Conversions at the root of carnage
The growing chasm between the Church and the Sangh Parivar is one of the factors instrumental in igniting communal flare-ups in Orissa. Soumyajit Pattnaik reports.india Updated: Aug 27, 2008 23:13 IST
The growing chasm between the Church and the Sangh Parivar is one of the factors instrumental in igniting communal flare-ups in Orissa. Religious conversions apart, job reservations for Scheduled Castes who embrace Christianity (which is forbidden under the law) and domination over rural businesses has fuelled the tension.
People in several areas of the state have been embracing Christianity since the days of the British rule. But conversion was not considered a problem till counter-movements began either to stop them or to re-convert Christians to Hinduism.
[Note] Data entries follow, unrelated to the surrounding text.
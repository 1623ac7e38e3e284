//! Integration test: replay the checked-in fixture sets under both conventions.
//!
//! Run: cargo test -p setfmt-harness --test fixture_verify_test

use std::path::PathBuf;

use setfmt_core::Convention;
use setfmt_harness::fixtures::fixture_paths;
use setfmt_harness::structured_log::{LogEmitter, LogEntry, validate_log_line};
use setfmt_harness::{FixtureSet, TestRunner, VerificationSummary};

fn fixture_dir() -> PathBuf {
    PathBuf::from(env!("CARGO_MANIFEST_DIR")).join("../../tests/fixtures")
}

fn load_all() -> Vec<FixtureSet> {
    fixture_paths(&fixture_dir())
        .expect("fixture directory")
        .iter()
        .map(|p| FixtureSet::from_file(p).expect("valid fixture set"))
        .collect()
}

#[test]
fn checked_in_fixtures_pass_under_both_conventions() {
    let sets = load_all();
    assert!(!sets.is_empty());

    for convention in [Convention::Terminated, Convention::Sized] {
        let runner = TestRunner::new("fixture-verify", convention);
        let results: Vec<_> = sets.iter().flat_map(|set| runner.run(set)).collect();
        assert!(!results.is_empty());
        let summary = VerificationSummary::from_results(results);
        let failures: Vec<_> = summary
            .results
            .iter()
            .filter(|r| !r.passed)
            .map(|r| format!("{}\n{}", r.case_name, r.diff.as_deref().unwrap_or("")))
            .collect();
        assert!(summary.all_passed(), "failures:\n{}", failures.join("\n"));
    }
}

#[test]
fn long_literal_cases_pin_retry_capacities() {
    let sets = load_all();
    let case = sets
        .iter()
        .flat_map(|s| s.cases.iter())
        .find(|c| c.name == "literal_2000_terminated")
        .expect("case present");
    assert_eq!(case.expected_requests.as_deref(), Some([1024, 2001].as_slice()));
}

#[test]
fn verification_log_lines_validate() {
    let sets = load_all();
    let runner = TestRunner::new("fixture-verify", Convention::Sized);
    let mut emitter = LogEmitter::new(Vec::new(), "itest");
    for result in sets.iter().flat_map(|set| runner.run(set)) {
        emitter.emit_entry(LogEntry::for_result(&result)).unwrap();
    }
    let text = String::from_utf8(emitter.into_inner()).unwrap();
    let mut count = 0;
    for (i, line) in text.lines().enumerate() {
        let entry = validate_log_line(line, i + 1).unwrap_or_else(|errs| {
            panic!("line {} invalid: {:?}", i + 1, errs);
        });
        assert_eq!(entry.convention.as_deref(), Some("sized"));
        count += 1;
    }
    assert!(count > 0);
}
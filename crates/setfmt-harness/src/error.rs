//! Harness error type.

use std::path::PathBuf;

use thiserror::Error;

#[derive(Debug, Error)]
pub enum HarnessError {
    #[error("I/O error on {path}: {source}")]
    Io {
        path: PathBuf,
        #[source]
        source: std::io::Error,
    },
    #[error("malformed fixture {path}: {source}")]
    Fixture {
        path: PathBuf,
        #[source]
        source: serde_json::Error,
    },
    #[error("no fixture JSON files found in {0}")]
    NoFixtures(PathBuf),
    #[error("unknown convention '{0}' (expected terminated, sized, or both)")]
    UnknownConvention(String),
    #[error("bad argument '{0}': expected TYPE:VALUE with TYPE one of i, u, f, c, s, null, p")]
    BadArgument(String),
}
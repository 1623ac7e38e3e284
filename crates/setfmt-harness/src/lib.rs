//! Conformance harness for setfmt.
//!
//! This crate provides:
//! - Fixture sets: JSON cases pinning rendered text, results and allocation sequences
//! - A runner that replays cases under each delivery convention with fault injection
//! - Diffs and markdown/JSON reports of the outcome
//! - Structured JSONL logging of every verified case

#![forbid(unsafe_code)]

pub mod diff;
pub mod error;
pub mod fixtures;
pub mod report;
pub mod runner;
pub mod structured_log;
pub mod verify;

pub use error::HarnessError;
pub use fixtures::{CaseConvention, FixtureArg, FixtureCase, FixtureSet};
pub use report::ConformanceReport;
pub use runner::TestRunner;
pub use verify::{VerificationResult, VerificationSummary};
In 1966, Swami Laxmanananda Saraswati moved to Chakapada in Kandhamal district and started his anti-conversion campaign and a year later, the government enacted the Orissa Freedom of Religion Act (OFRA) to attach several conditions to provide legal sanctions to certain conversions and declare others illegal.
The Sangh Parivar’s main grouse is that the Church and missionaries are doing “illegal conversions” by violating the OFRA. Church leaders have, however, denied this saying people have voluntarily embraced Christianity without inducements. SCs who convert to Christianity cannot enjoy job reservations, but in the recent past Pana (SC) Christians, especially in Kandhamal district, were trying to get ST status so they can continue to get quota benefits.
Reason: Unlike SC Christians, converted tribals enjoy quota benefits.
Subas Chavan, national co-convenor of the Bajrang Dal told HT: “Several SC Christians are falsely identifying themselves as Hindu SCs and getting job reservation benefits. They are preventing Hindu SCs from getting jobs.”